WORK INSTRUCTIONS:
For the records that follow, please set down exactly the lines between the one holding "filename libs/svckit/src/lib.rs" and the one holding "health endpoint. Every", inclusive, and only those.

RECORDS TO PROCESS:
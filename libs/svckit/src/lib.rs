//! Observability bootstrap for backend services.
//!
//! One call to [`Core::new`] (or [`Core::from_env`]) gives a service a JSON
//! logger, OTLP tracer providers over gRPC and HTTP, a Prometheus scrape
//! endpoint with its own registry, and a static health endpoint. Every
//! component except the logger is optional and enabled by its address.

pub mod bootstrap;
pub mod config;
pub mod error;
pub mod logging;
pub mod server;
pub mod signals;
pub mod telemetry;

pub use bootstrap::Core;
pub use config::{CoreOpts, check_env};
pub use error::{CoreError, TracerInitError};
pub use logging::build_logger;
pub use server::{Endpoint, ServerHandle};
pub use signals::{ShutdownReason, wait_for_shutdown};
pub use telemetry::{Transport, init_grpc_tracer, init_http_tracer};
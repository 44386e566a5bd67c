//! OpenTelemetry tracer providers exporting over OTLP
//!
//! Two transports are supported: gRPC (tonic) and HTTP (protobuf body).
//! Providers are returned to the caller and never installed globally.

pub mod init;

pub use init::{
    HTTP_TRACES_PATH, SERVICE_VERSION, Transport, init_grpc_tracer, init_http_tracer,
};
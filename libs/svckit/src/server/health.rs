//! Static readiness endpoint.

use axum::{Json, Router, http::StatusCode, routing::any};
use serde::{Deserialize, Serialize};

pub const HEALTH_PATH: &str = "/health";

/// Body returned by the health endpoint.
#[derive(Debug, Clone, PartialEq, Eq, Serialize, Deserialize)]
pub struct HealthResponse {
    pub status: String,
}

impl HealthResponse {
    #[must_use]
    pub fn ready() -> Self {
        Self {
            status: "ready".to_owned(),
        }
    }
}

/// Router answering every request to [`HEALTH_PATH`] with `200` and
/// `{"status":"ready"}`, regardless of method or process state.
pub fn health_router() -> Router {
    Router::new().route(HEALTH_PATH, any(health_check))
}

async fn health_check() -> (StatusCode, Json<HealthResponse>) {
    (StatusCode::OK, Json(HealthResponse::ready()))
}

...

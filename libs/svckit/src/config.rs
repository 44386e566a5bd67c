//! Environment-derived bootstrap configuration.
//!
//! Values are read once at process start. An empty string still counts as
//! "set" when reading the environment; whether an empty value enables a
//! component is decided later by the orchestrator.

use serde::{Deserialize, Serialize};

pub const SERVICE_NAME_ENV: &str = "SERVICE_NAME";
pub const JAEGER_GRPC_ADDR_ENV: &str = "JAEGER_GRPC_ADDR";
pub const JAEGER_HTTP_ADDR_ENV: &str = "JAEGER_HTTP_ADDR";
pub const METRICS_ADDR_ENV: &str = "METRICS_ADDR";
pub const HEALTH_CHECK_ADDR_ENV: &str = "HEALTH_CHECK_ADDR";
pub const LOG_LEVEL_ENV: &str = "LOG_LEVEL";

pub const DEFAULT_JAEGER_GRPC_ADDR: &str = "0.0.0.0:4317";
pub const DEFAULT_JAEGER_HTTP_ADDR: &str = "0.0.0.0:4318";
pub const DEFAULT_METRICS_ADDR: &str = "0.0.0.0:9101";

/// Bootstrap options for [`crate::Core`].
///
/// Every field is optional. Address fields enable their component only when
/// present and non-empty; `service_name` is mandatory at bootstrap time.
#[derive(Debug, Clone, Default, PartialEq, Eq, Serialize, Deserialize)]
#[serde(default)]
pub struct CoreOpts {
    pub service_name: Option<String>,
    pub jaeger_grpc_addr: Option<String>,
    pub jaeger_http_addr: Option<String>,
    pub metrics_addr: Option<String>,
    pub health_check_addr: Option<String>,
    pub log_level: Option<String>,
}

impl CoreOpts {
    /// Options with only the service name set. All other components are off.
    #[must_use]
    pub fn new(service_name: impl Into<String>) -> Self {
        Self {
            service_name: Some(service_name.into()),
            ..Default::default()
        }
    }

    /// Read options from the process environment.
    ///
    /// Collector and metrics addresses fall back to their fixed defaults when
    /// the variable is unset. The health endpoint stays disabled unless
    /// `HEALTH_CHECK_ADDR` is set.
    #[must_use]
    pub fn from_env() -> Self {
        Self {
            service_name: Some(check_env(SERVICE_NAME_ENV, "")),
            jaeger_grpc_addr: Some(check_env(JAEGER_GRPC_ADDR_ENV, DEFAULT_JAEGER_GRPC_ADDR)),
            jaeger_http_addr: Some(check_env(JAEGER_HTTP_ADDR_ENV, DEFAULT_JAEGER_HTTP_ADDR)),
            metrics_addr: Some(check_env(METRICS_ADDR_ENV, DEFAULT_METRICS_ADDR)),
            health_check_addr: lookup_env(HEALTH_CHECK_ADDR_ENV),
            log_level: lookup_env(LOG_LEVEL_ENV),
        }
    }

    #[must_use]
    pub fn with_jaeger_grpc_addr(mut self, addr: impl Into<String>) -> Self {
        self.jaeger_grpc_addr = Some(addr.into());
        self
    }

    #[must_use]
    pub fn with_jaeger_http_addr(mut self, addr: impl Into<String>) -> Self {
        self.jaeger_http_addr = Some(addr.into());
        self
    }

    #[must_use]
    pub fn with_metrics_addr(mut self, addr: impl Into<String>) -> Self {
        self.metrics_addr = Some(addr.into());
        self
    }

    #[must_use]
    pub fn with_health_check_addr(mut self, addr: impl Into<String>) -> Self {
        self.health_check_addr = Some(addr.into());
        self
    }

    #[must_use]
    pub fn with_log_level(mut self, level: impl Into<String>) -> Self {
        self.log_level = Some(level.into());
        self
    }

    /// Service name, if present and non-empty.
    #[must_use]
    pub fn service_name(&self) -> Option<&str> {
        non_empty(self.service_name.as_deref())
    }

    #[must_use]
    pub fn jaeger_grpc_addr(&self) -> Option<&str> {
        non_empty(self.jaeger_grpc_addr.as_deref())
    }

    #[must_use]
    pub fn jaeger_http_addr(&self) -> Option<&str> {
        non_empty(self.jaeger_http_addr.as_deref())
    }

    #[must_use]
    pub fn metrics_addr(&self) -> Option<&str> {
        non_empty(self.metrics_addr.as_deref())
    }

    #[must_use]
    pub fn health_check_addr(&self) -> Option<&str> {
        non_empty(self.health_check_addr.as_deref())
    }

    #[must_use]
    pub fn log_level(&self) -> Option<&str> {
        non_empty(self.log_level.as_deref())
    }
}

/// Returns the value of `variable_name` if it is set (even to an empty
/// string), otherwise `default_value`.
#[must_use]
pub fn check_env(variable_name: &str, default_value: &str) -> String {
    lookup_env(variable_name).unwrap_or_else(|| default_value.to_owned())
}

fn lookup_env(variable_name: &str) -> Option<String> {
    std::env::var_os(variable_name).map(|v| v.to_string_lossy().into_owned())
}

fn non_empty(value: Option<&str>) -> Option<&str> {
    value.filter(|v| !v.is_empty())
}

==

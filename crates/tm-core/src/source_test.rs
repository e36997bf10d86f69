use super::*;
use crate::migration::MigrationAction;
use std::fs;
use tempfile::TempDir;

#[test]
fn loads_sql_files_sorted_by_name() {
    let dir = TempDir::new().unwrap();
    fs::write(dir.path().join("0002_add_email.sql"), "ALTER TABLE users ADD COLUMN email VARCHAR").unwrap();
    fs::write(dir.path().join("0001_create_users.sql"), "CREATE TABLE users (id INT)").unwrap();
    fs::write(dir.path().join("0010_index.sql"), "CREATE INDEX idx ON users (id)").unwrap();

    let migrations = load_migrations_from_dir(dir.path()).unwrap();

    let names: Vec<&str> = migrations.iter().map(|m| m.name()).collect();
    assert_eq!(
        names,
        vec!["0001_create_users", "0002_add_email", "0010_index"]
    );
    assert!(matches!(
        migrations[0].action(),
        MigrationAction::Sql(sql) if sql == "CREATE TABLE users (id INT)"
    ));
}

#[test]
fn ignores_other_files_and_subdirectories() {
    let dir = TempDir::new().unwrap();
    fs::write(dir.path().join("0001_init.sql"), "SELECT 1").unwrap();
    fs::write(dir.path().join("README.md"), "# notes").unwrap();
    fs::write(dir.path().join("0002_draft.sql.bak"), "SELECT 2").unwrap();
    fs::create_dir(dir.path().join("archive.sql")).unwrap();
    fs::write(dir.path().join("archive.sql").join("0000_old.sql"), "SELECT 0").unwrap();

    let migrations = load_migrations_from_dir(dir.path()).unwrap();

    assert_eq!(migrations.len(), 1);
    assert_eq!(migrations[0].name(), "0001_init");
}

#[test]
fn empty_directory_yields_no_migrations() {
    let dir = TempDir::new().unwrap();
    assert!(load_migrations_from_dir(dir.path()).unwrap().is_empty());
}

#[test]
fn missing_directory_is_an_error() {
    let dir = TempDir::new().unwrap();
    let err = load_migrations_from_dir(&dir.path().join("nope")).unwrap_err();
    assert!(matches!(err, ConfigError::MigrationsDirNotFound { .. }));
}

SOLVED EXERCISE:
filename libs/svckit/src/lib.rs
//! Observability bootstrap for backend services.
//!
//! One call to [`Core::new`] (or [`Core::from_env`]) gives a service a JSON
//! logger, OTLP tracer providers over gRPC and HTTP, a Prometheus scrape
//! endpoint with its own registry, and a static health endpoint. Every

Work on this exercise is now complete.